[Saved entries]
----

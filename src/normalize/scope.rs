//! 副作用范围（scope）
//!
//! 把剔除易变字段后的参数缩减到决定"是不是同一次真实副作用"的字段：
//! 邮件只看收件人 + 主题 + 附件身份 + 回复/转发的目标消息（正文措辞不同仍算同一封），
//! 上传只看目标路径 + 文件身份，记忆写入只看内容哈希，其余工具使用完整规范参数哈希。
//! 只读工具不做族缩减；族字段一个都找不到时退回完整参数哈希。

use serde_json::{json, Map, Value};

use crate::normalize::canonical::{digest, hash, normalize, unordered};
use crate::policy::{name_tokens, SideEffectClass};

const TO_KEYS: &[&str] = &[
    "to",
    "recipient",
    "recipients",
    "recipient_email",
    "to_email",
    "extra_recipients",
];
const CC_KEYS: &[&str] = &["cc"];
const BCC_KEYS: &[&str] = &["bcc"];
const ATTACHMENT_KEYS: &[&str] = &["attachment", "attachments", "attachment_ids", "file_ids"];
const ATTACHMENT_IDENTITY_KEYS: &[&str] = &["s3key", "file_id", "id", "path", "name"];
/// 回复/转发所针对的消息或会话；转发不同消息即不同副作用
const MESSAGE_TARGET_KEYS: &[&str] = &[
    "thread_id",
    "threadId",
    "message_id",
    "messageId",
    "reply_to_message_id",
    "in_reply_to",
    "original_message_id",
    "conversation_id",
];

const DESTINATION_KEYS: &[&str] = &[
    "destination",
    "destination_path",
    "dest",
    "remote_path",
    "target_path",
    "path",
    "folder",
    "folder_id",
    "parent_id",
];
const FILE_NAME_KEYS: &[&str] = &["name", "file_name", "filename"];
const FILE_IDENTITY_KEYS: &[&str] = &[
    "file_id",
    "content_hash",
    "sha256",
    "local_path",
    "file_path",
    "source_path",
    "source",
    "url",
];
const FILE_CONTENT_KEYS: &[&str] = &["content", "data", "bytes"];

const MEMORY_CONTENT_KEYS: &[&str] = &["content", "text", "memory", "value", "fact"];

/// 按工具族区分的参数视图
#[derive(Debug, Clone, Copy)]
pub enum ToolArgs<'a> {
    EmailSend(&'a Map<String, Value>),
    FileUpload(&'a Map<String, Value>),
    MemoryWrite(&'a Map<String, Value>),
    Generic(&'a Value),
}

/// scope 结果：`scope` 为带族前缀的可读串，`relevant_hash` 为参与幂等键的参数摘要
#[derive(Debug, Clone, PartialEq, Eq)]
pub struct SideEffectScope {
    pub scope: String,
    pub relevant_hash: String,
}

impl<'a> ToolArgs<'a> {
    /// 根据工具名与副作用类别判定工具族；参数不是对象或工具只读时一律按通用处理
    pub fn from_call(tool_name: &str, side_effect: SideEffectClass, args: &'a Value) -> Self {
        let Value::Object(map) = args else {
            return ToolArgs::Generic(args);
        };
        if side_effect == SideEffectClass::ReadOnly {
            return ToolArgs::Generic(args);
        }
        let tokens = name_tokens(tool_name);
        let has = |t: &str| tokens.iter().any(|x| x == t);
        let is_mail = has("EMAIL") || has("MAIL") || has("GMAIL") || has("OUTLOOK");
        let is_send = has("SEND") || has("REPLY") || has("FORWARD");
        if is_mail && is_send {
            ToolArgs::EmailSend(map)
        } else if has("UPLOAD") {
            ToolArgs::FileUpload(map)
        } else if side_effect == SideEffectClass::Memory {
            ToolArgs::MemoryWrite(map)
        } else {
            ToolArgs::Generic(args)
        }
    }

    pub fn family(&self) -> &'static str {
        match self {
            ToolArgs::EmailSend(_) => "email",
            ToolArgs::FileUpload(_) => "upload",
            ToolArgs::MemoryWrite(_) => "memory",
            ToolArgs::Generic(_) => "args",
        }
    }

    /// 计算 scope；`args_hash` 为完整规范参数哈希，通用族及识别不出族字段时直接复用
    pub fn scope(&self, args_hash: &str) -> SideEffectScope {
        let relevant_hash = match self {
            ToolArgs::EmailSend(map) => email_identity(map).map(|v| hash(&v)),
            ToolArgs::FileUpload(map) => upload_identity(map).map(|v| hash(&v)),
            ToolArgs::MemoryWrite(map) => Some(memory_content_hash(map)),
            ToolArgs::Generic(_) => None,
        }
        .unwrap_or_else(|| args_hash.to_string());
        SideEffectScope {
            scope: format!("{}:{}", self.family(), relevant_hash),
            relevant_hash,
        }
    }
}

/// 既没有收件人也没有目标消息时返回 None
fn email_identity(map: &Map<String, Value>) -> Option<Value> {
    let to = addresses(map, TO_KEYS);
    let cc = addresses(map, CC_KEYS);
    let bcc = addresses(map, BCC_KEYS);
    let target: Vec<Value> = MESSAGE_TARGET_KEYS
        .iter()
        .filter_map(|k| map.get(*k).filter(|v| !v.is_null()).map(|v| json!([k, v])))
        .collect();
    if is_empty_set(&to) && is_empty_set(&cc) && is_empty_set(&bcc) && target.is_empty() {
        return None;
    }
    Some(json!({
        "to": to,
        "cc": cc,
        "bcc": bcc,
        "subject": map.get("subject").and_then(Value::as_str).map(collapse_whitespace),
        "attachments": attachments(map),
        "target": target,
    }))
}

fn is_empty_set(v: &Value) -> bool {
    v.as_array().is_some_and(Vec::is_empty)
}

/// 收件人：逗号分隔字符串、字符串数组或 {"email": ...} 对象数组，统一为小写去重排序集合
fn addresses(map: &Map<String, Value>, keys: &[&str]) -> Value {
    let mut found = Vec::new();
    for key in keys {
        if let Some(v) = map.get(*key) {
            collect_addresses(v, &mut found);
        }
    }
    found.sort();
    found.dedup();
    unordered(found.into_iter().map(Value::String))
}

fn collect_addresses(value: &Value, out: &mut Vec<String>) {
    match value {
        Value::String(s) => out.extend(
            s.split([',', ';'])
                .map(|a| a.trim().to_lowercase())
                .filter(|a| !a.is_empty()),
        ),
        Value::Array(items) => items.iter().for_each(|i| collect_addresses(i, out)),
        Value::Object(obj) => {
            if let Some(email) = obj.get("email").or_else(|| obj.get("address")) {
                collect_addresses(email, out);
            }
        }
        _ => {}
    }
}

fn attachments(map: &Map<String, Value>) -> Value {
    let mut ids = Vec::new();
    for key in ATTACHMENT_KEYS {
        match map.get(*key) {
            Some(Value::Array(items)) => ids.extend(items.iter().map(attachment_identity)),
            Some(Value::Null) | None => {}
            Some(single) => ids.push(attachment_identity(single)),
        }
    }
    unordered(ids)
}

fn attachment_identity(item: &Value) -> Value {
    match item {
        Value::Object(obj) => first_present(obj, ATTACHMENT_IDENTITY_KEYS)
            .cloned()
            .unwrap_or_else(|| Value::String(hash(item))),
        other => other.clone(),
    }
}

/// 目标路径与文件身份都缺失时返回 None
fn upload_identity(map: &Map<String, Value>) -> Option<Value> {
    let destination: Vec<Value> = DESTINATION_KEYS
        .iter()
        .filter_map(|k| map.get(*k).filter(|v| !v.is_null()).map(|v| json!([k, v])))
        .collect();
    let file = first_present(map, FILE_IDENTITY_KEYS)
        .cloned()
        .or_else(|| first_present(map, FILE_CONTENT_KEYS).map(|c| Value::String(hash(c))));
    if destination.is_empty() && file.is_none() {
        return None;
    }
    Some(json!({
        "destination": destination,
        "name": first_present(map, FILE_NAME_KEYS),
        "file": file,
    }))
}

fn memory_content_hash(map: &Map<String, Value>) -> String {
    match first_present(map, MEMORY_CONTENT_KEYS) {
        Some(Value::String(s)) => digest(&collapse_whitespace(s)),
        Some(other) => hash(other),
        None => digest(&normalize(&Value::Object(map.clone()))),
    }
}

fn first_present<'m>(map: &'m Map<String, Value>, keys: &[&str]) -> Option<&'m Value> {
    keys.iter()
        .filter_map(|k| map.get(*k))
        .find(|v| !v.is_null())
}

fn collapse_whitespace(s: &str) -> String {
    s.split_whitespace().collect::<Vec<_>>().join(" ")
}
//! 账本记录类型

use std::fmt;
use std::str::FromStr;

use chrono::{DateTime, Utc};
use rusqlite::types::{FromSql, FromSqlError, FromSqlResult, ToSql, ToSqlOutput, ValueRef};
use serde::{Deserialize, Serialize};
use serde_json::Value;

use crate::policy::{ReplayPolicy, SideEffectClass};

/// 工具调用状态：prepared → running → {succeeded, failed}；abandoned_on_resume 只在恢复时写入
#[derive(Debug, Clone, Copy, PartialEq, Eq, Hash, Serialize, Deserialize)]
#[serde(rename_all = "snake_case")]
pub enum ToolCallStatus {
    Prepared,
    Running,
    Succeeded,
    Failed,
    AbandonedOnResume,
}

impl ToolCallStatus {
    pub fn as_str(&self) -> &'static str {
        match self {
            ToolCallStatus::Prepared => "prepared",
            ToolCallStatus::Running => "running",
            ToolCallStatus::Succeeded => "succeeded",
            ToolCallStatus::Failed => "failed",
            ToolCallStatus::AbandonedOnResume => "abandoned_on_resume",
        }
    }

    pub fn is_terminal(&self) -> bool {
        matches!(self, ToolCallStatus::Succeeded | ToolCallStatus::Failed)
    }
}

impl FromStr for ToolCallStatus {
    type Err = String;

    fn from_str(s: &str) -> Result<Self, Self::Err> {
        match s {
            "prepared" => Ok(ToolCallStatus::Prepared),
            "running" => Ok(ToolCallStatus::Running),
            "succeeded" => Ok(ToolCallStatus::Succeeded),
            "failed" => Ok(ToolCallStatus::Failed),
            "abandoned_on_resume" => Ok(ToolCallStatus::AbandonedOnResume),
            other => Err(format!("unknown tool call status: {other}")),
        }
    }
}

impl fmt::Display for ToolCallStatus {
    fn fmt(&self, f: &mut fmt::Formatter<'_>) -> fmt::Result {
        f.write_str(self.as_str())
    }
}

impl ToSql for ToolCallStatus {
    fn to_sql(&self) -> rusqlite::Result<ToSqlOutput<'_>> {
        Ok(ToSqlOutput::from(self.as_str()))
    }
}

impl FromSql for ToolCallStatus {
    fn column_result(value: ValueRef<'_>) -> FromSqlResult<Self> {
        value
            .as_str()?
            .parse()
            .map_err(|e: String| FromSqlError::Other(e.into()))
    }
}

/// 一次执行尝试的持久记录
#[derive(Debug, Clone, PartialEq, Serialize)]
pub struct ToolCall {
    pub tool_call_id: String,
    pub run_id: String,
    pub step_id: String,
    pub raw_tool_name: String,
    pub tool_name: String,
    pub tool_namespace: String,
    pub side_effect_class: SideEffectClass,
    pub replay_policy: ReplayPolicy,
    pub policy_matched: bool,
    pub policy_rule_id: String,
    pub normalized_args_hash: String,
    pub side_effect_scope: String,
    pub idempotency_key: String,
    pub status: ToolCallStatus,
    pub attempt: u32,
    pub request_ref: Option<String>,
    pub response_ref: Option<String>,
    pub external_correlation_id: Option<String>,
    pub error_detail: Option<String>,
    pub replay_status: Option<String>,
    pub created_at: DateTime<Utc>,
    pub updated_at: DateTime<Utc>,
}

impl ToolCall {
    /// 仅 succeeded 的记录才能当作已完成的凭据
    pub fn receipt(&self) -> Option<ToolReceipt> {
        (self.status == ToolCallStatus::Succeeded).then(|| ToolReceipt {
            tool_call_id: self.tool_call_id.clone(),
            idempotency_key: self.idempotency_key.clone(),
            response_ref: self.response_ref.clone(),
            external_correlation_id: self.external_correlation_id.clone(),
            completed_at: self.updated_at,
        })
    }
}

/// 某个幂等键已经成功执行过的凭据
#[derive(Debug, Clone, PartialEq, Eq, Serialize)]
pub struct ToolReceipt {
    pub tool_call_id: String,
    pub idempotency_key: String,
    pub response_ref: Option<String>,
    pub external_correlation_id: Option<String>,
    pub completed_at: DateTime<Utc>,
}

/// 带外确认的暂存回执
#[derive(Debug, Clone, PartialEq, Eq, Serialize)]
pub struct PendingReceipt {
    pub tool_call_id: String,
    pub response_ref: Option<String>,
    pub external_correlation_id: Option<String>,
    pub created_at: DateTime<Utc>,
}

/// prepare_tool_call 的输入
#[derive(Debug, Clone)]
pub struct PrepareRequest {
    pub tool_call_id: String,
    pub run_id: String,
    pub step_id: String,
    /// 模型给出的原始工具名（审计用）；为空时使用 tool_name
    pub raw_tool_name: Option<String>,
    pub tool_name: String,
    pub tool_namespace: String,
    pub raw_args: Value,
    pub allow_duplicate: bool,
    pub nonce: Option<String>,
}

impl PrepareRequest {
    pub fn new(
        tool_call_id: impl Into<String>,
        run_id: impl Into<String>,
        step_id: impl Into<String>,
        tool_name: impl Into<String>,
        tool_namespace: impl Into<String>,
        raw_args: Value,
    ) -> Self {
        Self {
            tool_call_id: tool_call_id.into(),
            run_id: run_id.into(),
            step_id: step_id.into(),
            raw_tool_name: None,
            tool_name: tool_name.into(),
            tool_namespace: tool_namespace.into(),
            raw_args,
            allow_duplicate: false,
            nonce: None,
        }
    }

    pub fn with_raw_tool_name(mut self, raw: impl Into<String>) -> Self {
        self.raw_tool_name = Some(raw.into());
        self
    }

    pub fn allow_duplicate(mut self, allow: bool) -> Self {
        self.allow_duplicate = allow;
        self
    }

    pub fn with_nonce(mut self, nonce: impl Into<String>) -> Self {
        self.nonce = Some(nonce.into());
        self
    }
}

/// prepare_tool_call 的结果
#[derive(Debug, Clone)]
pub enum PrepareOutcome {
    /// 新插入一行，状态 prepared，可以交给执行器
    Prepared { record: ToolCall },
    /// 同一幂等键已成功：不再执行，直接使用凭据
    AlreadySucceeded {
        receipt: ToolReceipt,
        idempotency_key: String,
    },
    /// 另一次尝试正持有该幂等键（或未成功结束）：稍后重试，不阻塞等待
    InFlight {
        idempotency_key: String,
        existing_status: Option<ToolCallStatus>,
    },
}

impl PrepareOutcome {
    pub fn idempotency_key(&self) -> &str {
        match self {
            PrepareOutcome::Prepared { record } => &record.idempotency_key,
            PrepareOutcome::AlreadySucceeded {
                idempotency_key, ..
            } => idempotency_key,
            PrepareOutcome::InFlight {
                idempotency_key, ..
            } => idempotency_key,
        }
    }

    pub fn receipt(&self) -> Option<&ToolReceipt> {
        match self {
            PrepareOutcome::AlreadySucceeded { receipt, .. } => Some(receipt),
            _ => None,
        }
    }

    pub fn is_prepared(&self) -> bool {
        matches!(self, PrepareOutcome::Prepared { .. })
    }
}

#[cfg(test)]
mod tests {
    use super::*;

    #[test]
    fn test_status_strings() {
        for status in [
            ToolCallStatus::Prepared,
            ToolCallStatus::Running,
            ToolCallStatus::Succeeded,
            ToolCallStatus::Failed,
            ToolCallStatus::AbandonedOnResume,
        ] {
            assert_eq!(status.as_str().parse::<ToolCallStatus>(), Ok(status));
        }
        assert!(ToolCallStatus::Failed.is_terminal());
        assert!(!ToolCallStatus::AbandonedOnResume.is_terminal());
    }
}
//! 工具注册表
//!
//! 工具按 (命名空间, 工具名) 注册；名字与 ToolNameResolver 的解析结果一致，
//! 即 MCP 工具注册为 ("mcp", "GMAIL_SEND_EMAIL") 而不是带前缀的原始名。

use std::collections::HashMap;
use std::sync::Arc;

use async_trait::async_trait;
use serde_json::Value;

/// 一次成功执行的产出
#[derive(Debug, Clone, Default, PartialEq, Eq)]
pub struct ToolOutput {
    pub content: String,
    /// 外部系统返回的关联 id（消息 id、工单号等），写入回执
    pub correlation_id: Option<String>,
}

impl ToolOutput {
    pub fn text(content: impl Into<String>) -> Self {
        Self {
            content: content.into(),
            correlation_id: None,
        }
    }

    pub fn with_correlation_id(mut self, id: impl Into<String>) -> Self {
        self.correlation_id = Some(id.into());
        self
    }
}

/// 工具 trait：名称、命名空间、异步执行（args 为 JSON）
#[async_trait]
pub trait Tool: Send + Sync {
    /// 解析后的工具名
    fn name(&self) -> &str;

    fn namespace(&self) -> &str {
        "generic"
    }

    async fn execute(&self, args: Value) -> Result<ToolOutput, String>;
}

#[derive(Default)]
pub struct ToolRegistry {
    tools: HashMap<(String, String), Arc<dyn Tool>>,
}

impl ToolRegistry {
    pub fn new() -> Self {
        Self::default()
    }

    pub fn register(&mut self, tool: impl Tool + 'static) {
        let key = (tool.namespace().to_lowercase(), tool.name().to_string());
        self.tools.insert(key, Arc::new(tool));
    }

    pub fn get(&self, namespace: &str, name: &str) -> Option<Arc<dyn Tool>> {
        self.tools
            .get(&(namespace.to_lowercase(), name.to_string()))
            .cloned()
    }

    /// (namespace, name) 列表，按字典序
    pub fn tool_names(&self) -> Vec<(String, String)> {
        let mut names: Vec<_> = self.tools.keys().cloned().collect();
        names.sort();
        names
    }

    pub fn len(&self) -> usize {
        self.tools.len()
    }

    pub fn is_empty(&self) -> bool {
        self.tools.is_empty()
    }
}

#[cfg(test)]
mod tests {
    use super::*;

    struct Named(&'static str, &'static str);

    #[async_trait]
    impl Tool for Named {
        fn name(&self) -> &str {
            self.1
        }

        fn namespace(&self) -> &str {
            self.0
        }

        async fn execute(&self, _args: Value) -> Result<ToolOutput, String> {
            Ok(ToolOutput::text(self.1))
        }
    }

    #[test]
    fn test_lookup_by_namespace() {
        let mut registry = ToolRegistry::new();
        registry.register(Named("mcp", "GMAIL_SEND_EMAIL"));
        registry.register(Named("native", "spawn_subtask"));

        assert!(registry.get("MCP", "GMAIL_SEND_EMAIL").is_some());
        assert!(registry.get("generic", "GMAIL_SEND_EMAIL").is_none());
        assert_eq!(registry.len(), 2);
        assert_eq!(
            registry.tool_names()[0],
            ("mcp".to_string(), "GMAIL_SEND_EMAIL".to_string())
        );
    }
}
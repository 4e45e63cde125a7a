//! Bee Ledger - 工具调用的持久化执行账本
//!
//! 保证带副作用的工具调用在重试、并发竞争与进程崩溃后至多执行一次。
//!
//! 模块划分：
//! - **config**: 应用配置加载（TOML + 环境变量）
//! - **core**: 错误类型与崩溃恢复后的重放判定
//! - **identity**: 原始工具名 → (命名空间, 工具名)，识别畸形名
//! - **policy**: 副作用分类与重放策略
//! - **normalize**: 参数规范化、哈希、易变字段剔除、副作用范围
//! - **ledger**: 账本本体（SQLite 存储、幂等键、状态迁移、审计）
//! - **tools**: 工具注册表与受账本保护的执行器
//! - **observability**: tracing 初始化

pub mod config;
pub mod core;
pub mod identity;
pub mod ledger;
pub mod normalize;
pub mod observability;
pub mod policy;
pub mod tools;

pub use crate::core::{LedgerError, ReplayDecision};
pub use crate::ledger::{Ledger, LedgerOptions, PrepareOutcome, PrepareRequest, ToolCallStatus};
//! 副作用分类与重放策略
//!
//! - **types**: SideEffectClass / ReplayPolicy 及其持久化表示
//! - **table**: 启动时加载一次的不可变策略表（MCP 白/黑名单、关键词、显式规则）
//! - **classifier**: 纯函数分类，附带命中规则 id 供审计

pub mod classifier;
pub mod table;
pub mod types;

pub(crate) use classifier::name_tokens;
pub use classifier::Classification;
pub use table::{PolicyRule, PolicySection, PolicyTable, RuleEntry};
pub use types::{ReplayPolicy, SideEffectClass};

----

Each line of the records above that includes the string "crate" should be counted. Report the total alone.

6